While Coffeehouse readers have called for "degenderizing" the work and family debate, what Ruth Rosen has named "the care crisis" overlaps with what I call "the motherhood problem" -- the belief that mothers' involvement is more predictive of children's social outcomes than all other factors combined. In this day and age, no one really doubts that fathers can be sensitive and attentive caregivers, and as Kathleen Gerson reports in the current issue of The American Prospect, younger men and women favor egalitarian partnerships. Yet a 2002 survey by the Families and Work Institute found that 42 percent of male workers -- and 37 percent of women workers -- agreed that “men should earn the money and women should stay home minding the house and children."
This actually represents progress, since thirty years ago only 26 percent of male workers “felt it was OK for women to enter the workforce and contribute to the family income rather than stay home." But let’s be honest. The climate of the American workplace is far from ideal for women, and is even less hospitable to women with young children. Guaranteeing paid leave and workplace flexibility will not instantly transform recalcitrant attitudes about gender and family -- just as outlawing sexual harassment and sex and race discrimination has not yet rid our society of sexism and racism.
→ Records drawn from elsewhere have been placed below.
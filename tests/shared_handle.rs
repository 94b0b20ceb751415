use rc_handles::SharedHandle;
use std::cell::{Cell, RefCell};
use std::collections::hash_map::DefaultHasher;
use std::hash::{Hash, Hasher};
use std::rc::Rc;

#[derive(Debug, PartialEq)]
struct Payload {
    id: u32,
}

#[test]
fn clone_shares_value_and_count() {
    let a = SharedHandle::new(Payload { id: 7 });
    assert!(a.is_valid());
    assert_eq!(a.use_count(), 1);

    let b = a.clone();
    assert_eq!(a.use_count(), 2);
    assert_eq!(b.use_count(), 2);
    assert_eq!(a.get().unwrap().id, 7);
    assert_eq!(b.get().unwrap().id, 7);

    drop(b);
    assert_eq!(a.use_count(), 1);
    assert_eq!(a.get().unwrap().id, 7);
}

#[test]
fn cleanup_fires_once_on_last_detach() {
    let seen: Rc<RefCell<Vec<u32>>> = Rc::new(RefCell::new(Vec::new()));
    let sink = seen.clone();
    let mut a = SharedHandle::with_cleanup(Payload { id: 1 }, move |p| {
        sink.borrow_mut().push(p.id);
    });
    let b = a.clone();
    assert_eq!(a.use_count(), 2);

    // Destroying A leaves B owning; the cleanup must not run yet.
    a.reset();
    assert!(!a.is_valid());
    assert!(seen.borrow().is_empty());
    assert_eq!(b.use_count(), 1);

    // Destroying the last owner runs the cleanup exactly once, with the value.
    drop(b);
    assert_eq!(*seen.borrow(), vec![1]);
}

#[test]
fn cleanup_consumes_the_value_by_move() {
    let got: Rc<RefCell<Option<String>>> = Rc::new(RefCell::new(None));
    let sink = got.clone();
    let h = SharedHandle::with_cleanup("payload".to_string(), move |s| {
        *sink.borrow_mut() = Some(s);
    });
    drop(h);
    assert_eq!(got.borrow().as_deref(), Some("payload"));
}

#[test]
fn drop_order_does_not_matter() {
    let fired = Rc::new(Cell::new(0u32));
    for order in 0..2 {
        let sink = fired.clone();
        let a = SharedHandle::with_cleanup(Payload { id: 9 }, move |_| {
            sink.set(sink.get() + 1);
        });
        let b = a.clone();
        let c = b.clone();
        let before = fired.get();
        match order {
            0 => drop((a, b, c)),
            _ => drop((c, a, b)),
        }
        assert_eq!(fired.get(), before + 1);
    }
}

#[test]
fn swap_exchanges_blocks_and_preserves_counts() {
    let mut a = SharedHandle::new(Payload { id: 1 });
    let a2 = a.clone(); // a's block at count 2
    let mut b = SharedHandle::new(Payload { id: 2 });

    a.swap(&mut b);
    assert_eq!(a.get().unwrap().id, 2);
    assert_eq!(b.get().unwrap().id, 1);
    // Counts attach to blocks, not handle identity.
    assert_eq!(a.use_count(), 1);
    assert_eq!(b.use_count(), 2);
    assert_eq!(a2.use_count(), 2);
    assert_eq!(a2.get().unwrap().id, 1);
}

#[test]
fn swap_with_empty_moves_the_attachment() {
    let mut a = SharedHandle::new(Payload { id: 3 });
    let mut e = SharedHandle::empty();
    a.swap(&mut e);
    assert!(!a.is_valid());
    assert_eq!(a.use_count(), 0);
    assert_eq!(e.get().unwrap().id, 3);
    assert_eq!(e.use_count(), 1);
}

#[test]
fn reset_is_idempotent_and_empty_is_safe() {
    let mut h: SharedHandle<Payload> = SharedHandle::empty();
    assert!(!h.is_valid());
    assert!(h.get().is_none());
    assert_eq!(h.use_count(), 0);
    h.reset();
    h.reset();
    assert!(!h.is_valid());
    assert!(h.release().is_none());
}

#[test]
fn reset_with_attaches_a_fresh_block() {
    let fired = Rc::new(Cell::new(false));
    let sink = fired.clone();
    let mut h = SharedHandle::with_cleanup(Payload { id: 4 }, move |_| sink.set(true));
    let old = h.clone();

    h.reset_with(Payload { id: 5 });
    // Old block still owned by `old`; no cleanup yet.
    assert!(!fired.get());
    assert_eq!(h.get().unwrap().id, 5);
    assert_eq!(h.use_count(), 1);
    assert_eq!(old.use_count(), 1);

    drop(old);
    assert!(fired.get());
}

#[test]
fn reset_then_get_is_identity_not_a_copy() {
    let v = Rc::new(Payload { id: 6 });
    let mut h = SharedHandle::empty();
    h.reset_with(v.clone());
    let seen = h.get().unwrap();
    assert!(Rc::ptr_eq(&v, &seen));
    drop(seen);
}

#[test]
fn release_returns_the_value_and_skips_cleanup() {
    let fired = Rc::new(Cell::new(false));
    let sink = fired.clone();
    let mut h = SharedHandle::with_cleanup(Payload { id: 8 }, move |_| sink.set(true));

    let v = h.release().expect("value out");
    assert_eq!(v, Payload { id: 8 });
    assert!(!h.is_valid());
    assert!(!fired.get());
}

#[test]
fn release_leaves_siblings_attached_and_counted() {
    let mut a = SharedHandle::new(Payload { id: 10 });
    let b = a.clone();

    let v = a.release().expect("value out");
    assert_eq!(v.id, 10);
    // The departed share stays accounted; the sibling keeps its attachment
    // but the payload now has a single owner outside the block.
    assert!(b.is_valid());
    assert_eq!(b.use_count(), 2);
    assert!(b.get().is_none());
}

#[test]
fn release_during_a_live_borrow_panics_without_aborting() {
    let mut a = SharedHandle::new(Payload { id: 12 });
    let b = a.clone();

    // A sibling's read borrow is live while the release runs; the borrow
    // conflict must surface as an ordinary, catchable panic.
    let held = b.get().unwrap();
    let res = std::panic::catch_unwind(std::panic::AssertUnwindSafe(|| a.release()));
    assert!(res.is_err(), "expected a borrow-conflict panic");
    drop(held);

    // The failed release already detached its handle and abandoned its
    // share; the value itself stays in place for the sibling.
    assert!(!a.is_valid());
    assert_eq!(b.use_count(), 2);
    assert_eq!(b.get().unwrap().id, 12);

    // The block remains fully usable afterwards.
    let w = b.downgrade();
    assert!(!w.expired());
}

#[test]
fn equality_and_hash_follow_block_identity() {
    let a = SharedHandle::new(Payload { id: 11 });
    let a2 = a.clone();
    let b = SharedHandle::new(Payload { id: 11 });

    assert_eq!(a, a2);
    assert_ne!(a, b);
    assert_eq!(SharedHandle::<Payload>::empty(), SharedHandle::empty());

    let mut h1 = DefaultHasher::new();
    a.hash(&mut h1);
    let mut h2 = DefaultHasher::new();
    a2.hash(&mut h2);
    assert_eq!(h1.finish(), h2.finish());
}

// Cyclic payloads are a documented limitation: the cycle must be broken
// manually before the last external handle drops.
struct Node {
    other: RefCell<Option<SharedHandle<Node>>>,
    _id: u32,
}

fn cyclic_pair(fired: &Rc<Cell<u32>>) -> (SharedHandle<Node>, SharedHandle<Node>) {
    let mk = |id| {
        let sink = fired.clone();
        SharedHandle::with_cleanup(
            Node {
                other: RefCell::new(None),
                _id: id,
            },
            move |_| sink.set(sink.get() + 1),
        )
    };
    let a = mk(1);
    let b = mk(2);
    *a.get().unwrap().other.borrow_mut() = Some(b.clone());
    *b.get().unwrap().other.borrow_mut() = Some(a.clone());
    (a, b)
}

#[test]
fn cycles_are_not_collected_automatically() {
    let fired = Rc::new(Cell::new(0u32));
    let (a, b) = cyclic_pair(&fired);
    drop(a);
    drop(b);
    // Both blocks keep each other at count 1; neither cleanup runs.
    assert_eq!(fired.get(), 0);
}

#[test]
fn breaking_the_cycle_releases_both_values() {
    let fired = Rc::new(Cell::new(0u32));
    let (a, b) = cyclic_pair(&fired);
    // Null one cross-reference before dropping the external handles.
    a.get().unwrap().other.borrow_mut().take();
    drop(a);
    drop(b);
    assert_eq!(fired.get(), 2);
}
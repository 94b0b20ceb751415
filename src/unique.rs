//! `UniquePtr`: a nullable single-slot owner with move semantics.
//!
//! No control block, no counts, and — unlike `SharedHandle` — no cleanup
//! hook: a replaced or reset value is simply dropped. The single-owner
//! invariant is carried by the type system (`UniquePtr` is not `Clone`) and
//! extends to the serialization boundary: under the `serde` feature,
//! `Serialize` is implemented to fail loudly rather than silently
//! duplicating ownership.

use std::fmt;

/// A single-slot owner. Either holds one value or is empty.
pub struct UniquePtr<T> {
    slot: Option<T>,
}

impl<T> UniquePtr<T> {
    /// Create an owner holding `value`.
    pub fn new(value: T) -> Self {
        Self { slot: Some(value) }
    }

    /// Create an empty owner.
    pub fn empty() -> Self {
        Self { slot: None }
    }

    /// True iff a value is held.
    pub fn is_valid(&self) -> bool {
        self.slot.is_some()
    }

    /// Borrow the value without transferring ownership.
    pub fn get(&self) -> Option<&T> {
        self.slot.as_ref()
    }

    /// Mutably borrow the value without transferring ownership.
    pub fn get_mut(&mut self) -> Option<&mut T> {
        self.slot.as_mut()
    }

    /// Transfer the value into a new owner, leaving this one empty.
    pub fn take(&mut self) -> UniquePtr<T> {
        UniquePtr {
            slot: self.slot.take(),
        }
    }

    /// Return the value and leave this owner empty.
    pub fn release(&mut self) -> Option<T> {
        self.slot.take()
    }

    /// Drop the held value, if any. No cleanup hook runs.
    pub fn reset(&mut self) {
        self.slot = None;
    }

    /// Replace the held value, dropping the previous one, if any.
    pub fn reset_with(&mut self, value: T) {
        self.slot = Some(value);
    }
}

impl<T> Default for UniquePtr<T> {
    fn default() -> Self {
        Self::empty()
    }
}

impl<T> From<T> for UniquePtr<T> {
    fn from(value: T) -> Self {
        Self::new(value)
    }
}

impl<T> fmt::Debug for UniquePtr<T> {
    fn fmt(&self, f: &mut fmt::Formatter<'_>) -> fmt::Result {
        f.debug_struct("UniquePtr")
            .field("valid", &self.is_valid())
            .finish()
    }
}

#[cfg(feature = "serde")]
impl<T> serde::Serialize for UniquePtr<T> {
    /// Always fails: writing a unique owner out would duplicate it on read
    /// back. Generic serializers reject the handle instead of cloning
    /// ownership behind the owner's back.
    fn serialize<S>(&self, _serializer: S) -> Result<S::Ok, S::Error>
    where
        S: serde::Serializer,
    {
        Err(serde::ser::Error::custom(
            "UniquePtr holds unique ownership and cannot be serialized",
        ))
    }
}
What is certain is that work-life reconciliation policies are a baseline requirement for the advancement of women, as well as a critical step toward increasing the social inclusion of lower-income workers. When today's lower- and middle-income parents are struggling to find enough time and money to meet their families' basic needs, the fact that the gender wage gap will cost these households between $700,000 and $1.2 million in lost earnings over a lifetime is clearly more than a "women's issue." The finding that longer, paid childbirth leaves reduce infant mortality -- whereas shorter, unpaid leaves do not -- might be construed as a women's issue, if it were not such a pressing public health concern (U.S. rates of infant mortality are unconscionably high, especially for African American babies). It's not a "women's issue" that three-quarters of low-income workers lack a single day of paid sick leave to use for their own health needs or to care for a sick child -- although women are disproportionately represented in the low-wage workforce. In other words, work-life reconciliation is social issue, not just a women's issue. But it's a bigger problem for women, and gender bias is the reason why.
The heart of the "opt-out myth" is that women choose inequality by making a series of self-defeating decisions about education, employment, and family formation. Women are even held accountable for allowing men to get away with doing less than their fair share around the house. (If a critical mass of nagging is all it would take to close the wage gap and end the over-representation of men in positions of power, I'm guessing those problems would be solved by now.)
I'm all for men doing more caregiving and housework, and for removing structural and cultural barriers that prevent them from doing so. But legislative reform is only the beginning. What we really need is a new social paradigm.